Data entries:

#####

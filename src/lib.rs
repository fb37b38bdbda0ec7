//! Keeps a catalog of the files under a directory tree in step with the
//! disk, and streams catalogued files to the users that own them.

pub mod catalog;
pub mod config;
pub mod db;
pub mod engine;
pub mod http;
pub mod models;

#####

*YOUR ASSIGNMENT*
Render the whole set of entries again, exactly as given.

*WRITTEN ANSWER*
filename src/lib.rs
repository fb37b38bdbda0ec7
//! Keeps a catalog of the files under a directory tree in step with the
//! disk, and streams catalogued files to the users that own them.

pub mod catalog;
pub mod config;
pub mod db;
pub mod engine;
pub mod http;
pub mod models;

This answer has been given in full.